• Stored data entries:
□ □ □
//! tq - run shell jobs through a bounded priority queue
//!
//! CLI entry point for the `run` and `config` commands.

use std::fs;
use std::io::Read;
use std::path::{Path, PathBuf};
use std::sync::Arc;
use std::sync::atomic::{AtomicUsize, Ordering};

use clap::Parser;
use colored::Colorize;
use eyre::{Context, Result};
use tracing::{info, warn};

use taskqueue::cli::{Cli, Command, OutputFormat, RunArgs};
use taskqueue::config::Config;
use taskqueue::queue::{Queue, QueueEvent};
use taskqueue::shell::{Job, JobOutput, ShellWorker, parse_jobs};

/// Environment variable holding a tracing filter for the log file
const LOG_FILTER_ENV: &str = "TQ_LOG";

/// Log file shared by every `tq` invocation
fn log_path() -> PathBuf {
    dirs::data_local_dir()
        .unwrap_or_else(|| PathBuf::from("."))
        .join("taskqueue")
        .join("logs")
        .join("tq.log")
}

/// Log to file, appending so runs started from scripts keep their history
///
/// `TQ_LOG` takes a tracing filter; `--verbose` adds a debug directive.
fn setup_logging(verbose: bool) -> Result<()> {
    let path = log_path();
    if let Some(dir) = path.parent() {
        fs::create_dir_all(dir).context("Failed to create log directory")?;
    }
    let log_file = fs::OpenOptions::new()
        .create(true)
        .append(true)
        .open(&path)
        .context(format!("Failed to open log file {}", path.display()))?;

    let level = if verbose { tracing::Level::DEBUG } else { tracing::Level::INFO };
    let filter = tracing_subscriber::EnvFilter::try_from_env(LOG_FILTER_ENV)
        .unwrap_or_else(|_| tracing_subscriber::EnvFilter::new(""))
        .add_directive(level.into());

    tracing_subscriber::fmt()
        .with_writer(log_file)
        .with_ansi(false)
        .with_env_filter(filter)
        .init();

    info!(pid = std::process::id(), verbose, "tq starting");
    Ok(())
}

#[tokio::main]
async fn main() -> Result<()> {
    let cli = Cli::parse();

    // Setup logging
    setup_logging(cli.verbose).context("Failed to setup logging")?;

    // Load configuration
    let config = Config::load(cli.config.as_ref()).context("Failed to load configuration")?;
    config.validate()?;

    info!(
        "tq loaded config: concurrent={}, delay-ms={}, shell={}",
        config.queue.concurrent, config.queue.delay_ms, config.shell.program
    );

    match cli.command {
        Some(Command::Run(args)) => {
            let ok = cmd_run(&config, &args).await?;
            if !ok {
                std::process::exit(1);
            }
            Ok(())
        }
        Some(Command::Config) => cmd_config(&config),
        None => {
            use clap::CommandFactory;
            Cli::command().print_help()?;
            println!();
            Ok(())
        }
    }
}

/// Read the job list from a file, or stdin for `None` and `-`
fn read_jobs(file: Option<&Path>) -> Result<Vec<Job>> {
    let text = match file {
        Some(path) if path != Path::new("-") => {
            fs::read_to_string(path).context(format!("Failed to read job file {}", path.display()))?
        }
        _ => {
            let mut text = String::new();
            std::io::stdin()
                .read_to_string(&mut text)
                .context("Failed to read jobs from stdin")?;
            text
        }
    };
    Ok(parse_jobs(&text))
}

/// Run every job and report each queue event
///
/// Returns false if any job was cancelled or failed with no retry left.
async fn cmd_run(config: &Config, args: &RunArgs) -> Result<bool> {
    let options = args.apply(&config.queue);
    options.validate()?;

    let jobs = read_jobs(args.file.as_deref())?;
    info!(count = jobs.len(), "cmd_run: jobs loaded");
    if jobs.is_empty() {
        warn!("cmd_run: no jobs to run");
        return Ok(true);
    }

    let queue = Queue::new(ShellWorker::new(config.shell.clone()), options.clone())?;

    let failures = Arc::new(AtomicUsize::new(0));
    let counter = Arc::clone(&failures);
    let format = args.format;
    queue.on(move |event| {
        let terminal = match event {
            QueueEvent::TaskFailed(task, _) => !options.will_retry(task.attempt),
            QueueEvent::TaskCancelled(..) => true,
            _ => false,
        };
        if terminal {
            counter.fetch_add(1, Ordering::SeqCst);
        }
        print_event(event, format);
    });

    for job in jobs {
        let priority = job.priority;
        queue.push(job, priority);
    }
    queue.start();

    tokio::select! {
        _ = queue.idle() => {}
        _ = tokio::signal::ctrl_c() => {
            warn!("cmd_run: interrupted, stopping queue");
            queue.stop();
            queue.idle().await;
        }
    }

    let stats = queue.stats();
    info!(
        succeeded = stats.total_succeeded,
        failed = stats.total_failed,
        cancelled = stats.total_cancelled,
        "cmd_run: queue drained"
    );
    match args.format {
        OutputFormat::Json => {
            println!("{}", serde_json::json!({ "event": "summary", "stats": stats }));
        }
        OutputFormat::Text => {
            println!(
                "{} succeeded, {} failed, {} cancelled, {} retried",
                stats.total_succeeded, stats.total_failed, stats.total_cancelled, stats.total_retried
            );
        }
    }

    Ok(failures.load(Ordering::SeqCst) == 0)
}

fn print_event(event: &QueueEvent<Job, JobOutput>, format: OutputFormat) {
    let time = chrono::Local::now().format("%H:%M:%S%.3f").to_string();
    match format {
        OutputFormat::Json => println!("{}", event_json(event, &time)),
        OutputFormat::Text => {
            let line = match event.task() {
                Some(task) if task.attempt > 0 => format!(
                    "{} {} {}",
                    event,
                    task.payload().command.dimmed(),
                    format!("(retry {})", task.attempt).dimmed()
                ),
                Some(task) => format!("{} {}", event, task.payload().command.dimmed()),
                None => event.to_string(),
            };
            let line = match event {
                QueueEvent::TaskSuccess(_, output) if !output.stdout.is_empty() => {
                    format!("{} {}\n{}", time.dimmed(), line.green(), output.stdout)
                }
                QueueEvent::TaskSuccess(..) => format!("{} {}", time.dimmed(), line.green()),
                QueueEvent::TaskFailed(..) => format!("{} {}", time.dimmed(), line.red()),
                QueueEvent::TaskCancelled(..) | QueueEvent::TaskDiscarded(..) => {
                    format!("{} {}", time.dimmed(), line.yellow())
                }
                _ => format!("{} {}", time.dimmed(), line),
            };
            println!("{}", line);
        }
    }
}

fn event_json(event: &QueueEvent<Job, JobOutput>, time: &str) -> serde_json::Value {
    let mut value = serde_json::json!({ "time": time, "event": event.name() });
    if let Some(task) = event.task() {
        value["id"] = serde_json::json!(task.id.0);
        value["priority"] = serde_json::json!(task.priority);
        value["attempt"] = serde_json::json!(task.attempt);
        value["command"] = serde_json::json!(task.payload().command);
    }
    match event {
        QueueEvent::GroupStarted { group, tasks } => {
            value["group"] = serde_json::json!(group.0);
            value["tasks"] = serde_json::json!(tasks.iter().map(|t| t.id.0).collect::<Vec<_>>());
        }
        QueueEvent::GroupFinished { group } => value["group"] = serde_json::json!(group.0),
        QueueEvent::TaskSuccess(_, output) => {
            value["exit_code"] = serde_json::json!(output.exit_code);
            value["stdout"] = serde_json::json!(output.stdout);
        }
        QueueEvent::TaskFailed(_, err) => value["error"] = serde_json::json!(err.to_string()),
        QueueEvent::TaskCancelled(_, reason) => value["reason"] = serde_json::json!(reason.to_string()),
        QueueEvent::TaskDiscarded(_, reason) => {
            value["reason"] = serde_json::json!(reason.as_ref().map(|r| r.to_string()))
        }
        _ => {}
    }
    value
}

fn cmd_config(config: &Config) -> Result<()> {
    print!("{}", serde_yaml::to_string(config).context("Failed to serialize config")?);
    Ok(())
}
□ □ □
• What the task requires:
Copy out all of the records, keeping every line identical.

• Output of the exercise:
//! tq - run shell jobs through a bounded priority queue
//!
//! CLI entry point for the `run` and `config` commands.

use std::fs;
use std::io::Read;
use std::path::{Path, PathBuf};
use std::sync::Arc;
use std::sync::atomic::{AtomicUsize, Ordering};

use clap::Parser;
use colored::Colorize;
use eyre::{Context, Result};
use tracing::{info, warn};

use taskqueue::cli::{Cli, Command, OutputFormat, RunArgs};
use taskqueue::config::Config;
use taskqueue::queue::{Queue, QueueEvent};
use taskqueue::shell::{Job, JobOutput, ShellWorker, parse_jobs};

/// Environment variable holding a tracing filter for the log file
const LOG_FILTER_ENV: &str = "TQ_LOG";

/// Log file shared by every `tq` invocation
fn log_path() -> PathBuf {
    dirs::data_local_dir()
        .unwrap_or_else(|| PathBuf::from("."))
        .join("taskqueue")
        .join("logs")
        .join("tq.log")
}

/// Log to file, appending so runs started from scripts keep their history
///
/// `TQ_LOG` takes a tracing filter; `--verbose` adds a debug directive.
fn setup_logging(verbose: bool) -> Result<()> {
    let path = log_path();
    if let Some(dir) = path.parent() {
        fs::create_dir_all(dir).context("Failed to create log directory")?;
    }
    let log_file = fs::OpenOptions::new()
        .create(true)
        .append(true)
        .open(&path)
        .context(format!("Failed to open log file {}", path.display()))?;

    let level = if verbose { tracing::Level::DEBUG } else { tracing::Level::INFO };
    let filter = tracing_subscriber::EnvFilter::try_from_env(LOG_FILTER_ENV)
        .unwrap_or_else(|_| tracing_subscriber::EnvFilter::new(""))
        .add_directive(level.into());

    tracing_subscriber::fmt()
        .with_writer(log_file)
        .with_ansi(false)
        .with_env_filter(filter)
        .init();

    info!(pid = std::process::id(), verbose, "tq starting");
    Ok(())
}

#[tokio::main]
async fn main() -> Result<()> {
    let cli = Cli::parse();

    // Setup logging
    setup_logging(cli.verbose).context("Failed to setup logging")?;

    // Load configuration
    let config = Config::load(cli.config.as_ref()).context("Failed to load configuration")?;
    config.validate()?;

    info!(
        "tq loaded config: concurrent={}, delay-ms={}, shell={}",
        config.queue.concurrent, config.queue.delay_ms, config.shell.program
    );

    match cli.command {
        Some(Command::Run(args)) => {
            let ok = cmd_run(&config, &args).await?;
            if !ok {
                std::process::exit(1);
            }
            Ok(())
        }
        Some(Command::Config) => cmd_config(&config),
        None => {
            use clap::CommandFactory;
            Cli::command().print_help()?;
            println!();
            Ok(())
        }
    }
}

/// Read the job list from a file, or stdin for `None` and `-`
fn read_jobs(file: Option<&Path>) -> Result<Vec<Job>> {
    let text = match file {
        Some(path) if path != Path::new("-") => {
            fs::read_to_string(path).context(format!("Failed to read job file {}", path.display()))?
        }
        _ => {
            let mut text = String::new();
            std::io::stdin()
                .read_to_string(&mut text)
                .context("Failed to read jobs from stdin")?;
            text
        }
    };
    Ok(parse_jobs(&text))
}

/// Run every job and report each queue event
///
/// Returns false if any job was cancelled or failed with no retry left.
async fn cmd_run(config: &Config, args: &RunArgs) -> Result<bool> {
    let options = args.apply(&config.queue);
    options.validate()?;

    let jobs = read_jobs(args.file.as_deref())?;
    info!(count = jobs.len(), "cmd_run: jobs loaded");
    if jobs.is_empty() {
        warn!("cmd_run: no jobs to run");
        return Ok(true);
    }

    let queue = Queue::new(ShellWorker::new(config.shell.clone()), options.clone())?;

    let failures = Arc::new(AtomicUsize::new(0));
    let counter = Arc::clone(&failures);
    let format = args.format;
    queue.on(move |event| {
        let terminal = match event {
            QueueEvent::TaskFailed(task, _) => !options.will_retry(task.attempt),
            QueueEvent::TaskCancelled(..) => true,
            _ => false,
        };
        if terminal {
            counter.fetch_add(1, Ordering::SeqCst);
        }
        print_event(event, format);
    });

    for job in jobs {
        let priority = job.priority;
        queue.push(job, priority);
    }
    queue.start();

    tokio::select! {
        _ = queue.idle() => {}
        _ = tokio::signal::ctrl_c() => {
            warn!("cmd_run: interrupted, stopping queue");
            queue.stop();
            queue.idle().await;
        }
    }

    let stats = queue.stats();
    info!(
        succeeded = stats.total_succeeded,
        failed = stats.total_failed,
        cancelled = stats.total_cancelled,
        "cmd_run: queue drained"
    );
    match args.format {
        OutputFormat::Json => {
            println!("{}", serde_json::json!({ "event": "summary", "stats": stats }));
        }
        OutputFormat::Text => {
            println!(
                "{} succeeded, {} failed, {} cancelled, {} retried",
                stats.total_succeeded, stats.total_failed, stats.total_cancelled, stats.total_retried
            );
        }
    }

    Ok(failures.load(Ordering::SeqCst) == 0)
}

fn print_event(event: &QueueEvent<Job, JobOutput>, format: OutputFormat) {
    let time = chrono::Local::now().format("%H:%M:%S%.3f").to_string();
    match format {
        OutputFormat::Json => println!("{}", event_json(event, &time)),
        OutputFormat::Text => {
            let line = match event.task() {
                Some(task) if task.attempt > 0 => format!(
                    "{} {} {}",
                    event,
                    task.payload().command.dimmed(),
                    format!("(retry {})", task.attempt).dimmed()
                ),
                Some(task) => format!("{} {}", event, task.payload().command.dimmed()),
                None => event.to_string(),
            };
            let line = match event {
                QueueEvent::TaskSuccess(_, output) if !output.stdout.is_empty() => {
                    format!("{} {}\n{}", time.dimmed(), line.green(), output.stdout)
                }
                QueueEvent::TaskSuccess(..) => format!("{} {}", time.dimmed(), line.green()),
                QueueEvent::TaskFailed(..) => format!("{} {}", time.dimmed(), line.red()),
                QueueEvent::TaskCancelled(..) | QueueEvent::TaskDiscarded(..) => {
                    format!("{} {}", time.dimmed(), line.yellow())
                }
                _ => format!("{} {}", time.dimmed(), line),
            };
            println!("{}", line);
        }
    }
}

fn event_json(event: &QueueEvent<Job, JobOutput>, time: &str) -> serde_json::Value {
    let mut value = serde_json::json!({ "time": time, "event": event.name() });
    if let Some(task) = event.task() {
        value["id"] = serde_json::json!(task.id.0);
        value["priority"] = serde_json::json!(task.priority);
        value["attempt"] = serde_json::json!(task.attempt);
        value["command"] = serde_json::json!(task.payload().command);
    }
    match event {
        QueueEvent::GroupStarted { group, tasks } => {
            value["group"] = serde_json::json!(group.0);
            value["tasks"] = serde_json::json!(tasks.iter().map(|t| t.id.0).collect::<Vec<_>>());
        }
        QueueEvent::GroupFinished { group } => value["group"] = serde_json::json!(group.0),
        QueueEvent::TaskSuccess(_, output) => {
            value["exit_code"] = serde_json::json!(output.exit_code);
            value["stdout"] = serde_json::json!(output.stdout);
        }
        QueueEvent::TaskFailed(_, err) => value["error"] = serde_json::json!(err.to_string()),
        QueueEvent::TaskCancelled(_, reason) => value["reason"] = serde_json::json!(reason.to_string()),
        QueueEvent::TaskDiscarded(_, reason) => {
            value["reason"] = serde_json::json!(reason.as_ref().map(|r| r.to_string()))
        }
        _ => {}
    }
    value
}

fn cmd_config(config: &Config) -> Result<()> {
    print!("{}", serde_yaml::to_string(config).context("Failed to serialize config")?);
    Ok(())
}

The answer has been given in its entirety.